Tartuffe
About midway through 17th-century French satirist Moliere’s splendid study of a scoundrel, my companion leaned over and whispered, “So that’s where Dr. Seuss got it.” Mais bien sur! Not just the rollicking rhythm and rhyme, of course — though Richard Wilbur’s translation displays a master’s touch in its combination of fidelity and invention. I caught maybe a single rhyme that felt ever-so-slightly out of place — a late pairing of “absurd” and “word,” funnily enough, given that wordplay and absurdity are the foundational strengths of the play. (Foundational, but hardly final: As with great Shakesperean comedy, the admirable wit on the page becomes genuinely funny when spoken by a canny actor, and properly hilarious when enfleshed in smartly directed physical comedy. Special notice here to Katie Karel’s sapient servent Dorine for the former and Bruce Turk’s religious rogue Tartuffe for the latter — he tears into the role the way his character tears into a chicken — though the entire cast knows its business.)

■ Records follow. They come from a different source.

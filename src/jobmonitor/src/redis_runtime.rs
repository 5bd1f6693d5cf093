//! Job runtime state kept in Redis using the gocraft/work key layout:
//!
//! - `{ns}:known_jobs` set of job type names
//! - `{ns}:jobs:<type>` pending list, newest at the head
//! - `{ns}:jobs:<type>:paused` paused marker
//! - `{ns}:worker_pools` set of pool ids, `{ns}:worker_pools:<id>` heartbeat hash
//! - `{ns}:worker:<id>` observation hash of a busy worker

use crate::error::Result;
use crate::runtime::{PoolHeartbeat, QueueDepth, WorkRuntime, WorkerObservation};
use async_trait::async_trait;
use redis::aio::ConnectionManager;
use redis::AsyncCommands;
use serde::Deserialize;
use std::collections::HashMap;

/// Pending job as serialized by the job runtime
#[derive(Debug, Deserialize)]
struct PendingJob {
    #[serde(default)]
    id: String,
    /// Enqueue time, unix seconds
    #[serde(rename = "t", default)]
    enqueued_at: i64,
}

fn field_i64(hash: &HashMap<String, String>, name: &str) -> i64 {
    hash.get(name).and_then(|v| v.parse().ok()).unwrap_or(0)
}

fn field_str(hash: &HashMap<String, String>, name: &str) -> String {
    hash.get(name).cloned().unwrap_or_default()
}

fn field_list(hash: &HashMap<String, String>, name: &str) -> Vec<String> {
    hash.get(name)
        .map(|v| {
            v.split(',')
                .filter(|s| !s.is_empty())
                .map(|s| s.to_string())
                .collect()
        })
        .unwrap_or_default()
}

/// Job id of a raw pending list entry. Entries that are not job JSON are taken verbatim.
fn pending_job_id(raw: &str) -> String {
    match serde_json::from_str::<PendingJob>(raw) {
        Ok(job) if !job.id.is_empty() => job.id,
        _ => raw.to_string(),
    }
}

/// Key names under one namespace
#[derive(Debug, Clone)]
pub struct KeyLayout {
    namespace: String,
}

impl KeyLayout {
    pub fn new(namespace: impl Into<String>) -> Self {
        Self {
            namespace: namespace.into(),
        }
    }

    fn prefix(&self) -> String {
        format!("{{{}}}", self.namespace)
    }

    pub fn known_jobs_key(&self) -> String {
        format!("{}:known_jobs", self.prefix())
    }

    pub fn job_queue_key(&self, job_type: &str) -> String {
        format!("{}:jobs:{}", self.prefix(), job_type)
    }

    pub fn paused_key(&self, job_type: &str) -> String {
        format!("{}:jobs:{}:paused", self.prefix(), job_type)
    }

    pub fn paused_pattern(&self) -> String {
        format!("{}:jobs:*:paused", self.prefix())
    }

    pub fn worker_pools_key(&self) -> String {
        format!("{}:worker_pools", self.prefix())
    }

    pub fn worker_pool_key(&self, pool_id: &str) -> String {
        format!("{}:worker_pools:{}", self.prefix(), pool_id)
    }

    pub fn worker_key(&self, worker_id: &str) -> String {
        format!("{}:worker:{}", self.prefix(), worker_id)
    }

    /// Job type embedded in a paused marker key
    pub fn job_type_of_paused_key<'a>(&self, key: &'a str) -> Option<&'a str> {
        key.strip_prefix(&format!("{}:jobs:", self.prefix()))
            .and_then(|rest| rest.strip_suffix(":paused"))
            .filter(|t| !t.is_empty())
    }
}

/// Seconds the oldest pending entry has waited; 0 when it carries no enqueue time
fn queue_latency(oldest: Option<&str>, now: i64) -> i64 {
    oldest
        .and_then(|raw| serde_json::from_str::<PendingJob>(raw).ok())
        .filter(|job| job.enqueued_at > 0)
        .map(|job| (now - job.enqueued_at).max(0))
        .unwrap_or(0)
}

pub struct RedisWorkRuntime {
    conn: ConnectionManager,
    keys: KeyLayout,
}

impl RedisWorkRuntime {
    pub fn new(conn: ConnectionManager, namespace: impl Into<String>) -> Self {
        Self {
            conn,
            keys: KeyLayout::new(namespace),
        }
    }

    pub async fn connect(url: &str, namespace: impl Into<String>) -> Result<Self> {
        let client = redis::Client::open(url)?;
        let conn = ConnectionManager::new(client).await?;
        Ok(Self::new(conn, namespace))
    }

    pub fn keys(&self) -> &KeyLayout {
        &self.keys
    }
}

#[async_trait]
impl WorkRuntime for RedisWorkRuntime {
    async fn pool_heartbeats(&self) -> Result<Vec<PoolHeartbeat>> {
        let mut conn = self.conn.clone();
        let mut pool_ids: Vec<String> = conn.smembers(self.keys.worker_pools_key()).await?;
        pool_ids.sort();
        if pool_ids.is_empty() {
            return Ok(Vec::new());
        }

        let mut pipe = redis::pipe();
        for id in &pool_ids {
            pipe.hgetall(self.keys.worker_pool_key(id));
        }
        let hashes: Vec<HashMap<String, String>> = pipe.query_async(&mut conn).await?;

        let heartbeats = pool_ids
            .into_iter()
            .zip(hashes)
            .filter(|(_, hash)| !hash.is_empty())
            .map(|(pool_id, hash)| PoolHeartbeat {
                pool_id,
                started_at: field_i64(&hash, "started_at"),
                heartbeat_at: field_i64(&hash, "heartbeat_at"),
                job_names: field_list(&hash, "job_names"),
                concurrency: field_i64(&hash, "concurrency"),
                host: field_str(&hash, "host"),
                pid: field_i64(&hash, "pid"),
                worker_ids: field_list(&hash, "worker_ids"),
            })
            .collect();
        Ok(heartbeats)
    }

    async fn worker_observations(&self, worker_ids: &[String]) -> Result<Vec<WorkerObservation>> {
        if worker_ids.is_empty() {
            return Ok(Vec::new());
        }
        let mut conn = self.conn.clone();
        let mut pipe = redis::pipe();
        for id in worker_ids {
            pipe.hgetall(self.keys.worker_key(id));
        }
        let hashes: Vec<HashMap<String, String>> = pipe.query_async(&mut conn).await?;

        Ok(worker_ids
            .iter()
            .zip(hashes)
            .map(|(worker_id, hash)| {
                if hash.is_empty() {
                    return WorkerObservation {
                        worker_id: worker_id.clone(),
                        ..Default::default()
                    };
                }
                WorkerObservation {
                    worker_id: worker_id.clone(),
                    is_busy: true,
                    job_name: field_str(&hash, "job_name"),
                    job_id: field_str(&hash, "job_id"),
                    started_at: field_i64(&hash, "started_at"),
                    args: field_str(&hash, "args"),
                    checkin: field_str(&hash, "checkin"),
                    checkin_at: field_i64(&hash, "checkin_at"),
                }
            })
            .collect())
    }

    async fn known_job_types(&self) -> Result<Vec<String>> {
        let mut conn = self.conn.clone();
        let mut types: Vec<String> = conn.smembers(self.keys.known_jobs_key()).await?;
        types.sort();
        Ok(types)
    }

    async fn queue_depths(&self) -> Result<Vec<QueueDepth>> {
        let job_types = self.known_job_types().await?;
        if job_types.is_empty() {
            return Ok(Vec::new());
        }

        let mut conn = self.conn.clone();
        let mut pipe = redis::pipe();
        for job_type in &job_types {
            let key = self.keys.job_queue_key(job_type);
            pipe.llen(&key).lindex(&key, -1);
        }
        let replies: Vec<redis::Value> = pipe.query_async(&mut conn).await?;

        let now = chrono::Utc::now().timestamp();
        let mut depths = Vec::with_capacity(job_types.len());
        for (job_type, pair) in job_types.into_iter().zip(replies.chunks(2)) {
            let count: i64 = redis::from_redis_value(&pair[0])?;
            let oldest: Option<String> = redis::from_redis_value(&pair[1])?;
            let latency = queue_latency(oldest.as_deref(), now);
            depths.push(QueueDepth {
                job_name: job_type,
                count,
                latency,
            });
        }
        Ok(depths)
    }

    async fn paused_job_types(&self) -> Result<Vec<String>> {
        let mut conn = self.conn.clone();
        let pattern = self.keys.paused_pattern();
        let mut cursor: u64 = 0;
        let mut types = Vec::new();
        loop {
            let (next, keys): (u64, Vec<String>) = redis::cmd("SCAN")
                .arg(cursor)
                .arg("MATCH")
                .arg(&pattern)
                .arg("COUNT")
                .arg(100)
                .query_async(&mut conn)
                .await?;
            types.extend(
                keys.iter()
                    .filter_map(|k| self.keys.job_type_of_paused_key(k))
                    .map(|t| t.to_string()),
            );
            if next == 0 {
                break;
            }
            cursor = next;
        }
        types.sort();
        types.dedup();
        Ok(types)
    }

    async fn set_paused(&self, job_type: &str, paused: bool) -> Result<()> {
        let mut conn = self.conn.clone();
        let key = self.keys.paused_key(job_type);
        if paused {
            let _: () = conn.set(&key, "1").await?;
        } else {
            let _: () = conn.del(&key).await?;
        }
        Ok(())
    }

    async fn drain_pending(&self, job_type: &str) -> Result<Vec<String>> {
        let mut conn = self.conn.clone();
        let key = self.keys.job_queue_key(job_type);
        let (raw, deleted): (Vec<String>, i64) = redis::pipe()
            .atomic()
            .lrange(&key, 0, -1)
            .del(&key)
            .query_async(&mut conn)
            .await?;
        tracing::info!(
            job_type = %job_type,
            drained = raw.len(),
            deleted_keys = deleted,
            "Pending job queue drained"
        );
        Ok(raw.iter().map(|r| pending_job_id(r)).collect())
    }
}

So yes, Seuss sussed out the way an audience may be carried along and carried away by verse — but he also picked up a thing or two about where to carry it and why. If satire is what closes on Saturday, then you’d better show folks a good time while you feed them their medicine. Think of the unteachable Sneetches, or old Yertle the Turtle. And yes, given the passage of a few centuries since the play’s creation, and a few decades since the rise of the televangelist, we can smile and nod as poor nobleman Orgon gets so caught up in his enthusiasm for the sainted Tartuffe that he bends reason into knots for the sake of his misplaced faith. But folly is man’s best friend, or at least his closest companion, and Tartuffe remains everywhere with us, despite the playwright’s regis ex machina at the end.
Bonus points for making the voice of reason into something of a speechy windbag; the truth hurts, and can even take a toll on those who bear it and share it. It takes some genius to turn it into a good time for those on stage and in the audience.